Despite few precedents for widespread public carrying of guns in developed nations — and no good historical precedents (compare Somalia & Japan) — our plutocrat leaders have funded a movement to overturn a century-old legal regime. They know this will work well, a faith-based public policy.

We will see the results in coming years. Will the streets run with blood, a rising tide which so far worries neither them nor our apathetic citizens?
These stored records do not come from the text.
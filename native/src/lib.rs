//! Message bridge between a host application and an external peer over a
//! pair of named pipes (`<name>_IN` for commands, `<name>_OUT` for replies
//! and lifecycle acknowledgements).

pub mod bridge;
pub mod config;
pub mod host;
pub mod ipc;
pub mod logging;
pub mod notifier;
pub mod sync;

pub use bridge::{
    Bridge, BridgeError, CommandDispatcher, CommandId, DispatchError, ResultHandle,
    ASYNC_REPLY, SHUTTING_DOWN_REPLY, TIMEOUT_REPLY,
};
pub use config::{BridgeConfig, ConfigError};
pub use host::{CommandInterpreter, HostInterpreter, HostThread, MemoryHost, ProjectHost};
pub use ipc::{ChannelError, NamedPipeChannel, OutboundMessage, Transport, PIPE_NAME};
pub use notifier::{AckCode, LifecycleNotifier};

pub fn get_version() -> String {
    env!("CARGO_PKG_VERSION").to_string()
}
Will we see more article like this: “Pair of men with concealed-carry permits engage in shootout“, Milwaukee Journal Sentinel, 12 July 2013 — Excerpt:

Two Milwaukee men — each with a state permit to carry a concealed weapon — traded dozens of shots in a rolling shootout through two sides of town and down a freeway, the kind of scenario concealed-carry opponents feared would turn road rage incidents deadly. … the gunfight is bound to spark more debate over concealed carry.

… “I can assure you, he was definitely the aggressor,” said Eric Adamany, 27. … Adamany said he had just left the Taco Bell … and had pulled over to send a text message when a gold Dodge Magnum pulled up. A passenger said, “What are you looking at, white boy?” showed a chrome handgun and fired at Adamany’s car, hit the driver’s side mirror and then sped off. Adamany {said} he reached for his gun immediately but the safety was on. He said he called 911 and began following the Dodge as it headed for the freeway and said that someone in the Dodge fired a few more shots at him. He said the two cars were swerving around other traffic before the Dodge left the freeway briefly at McKinley Avenue, then re-entered, still heading north.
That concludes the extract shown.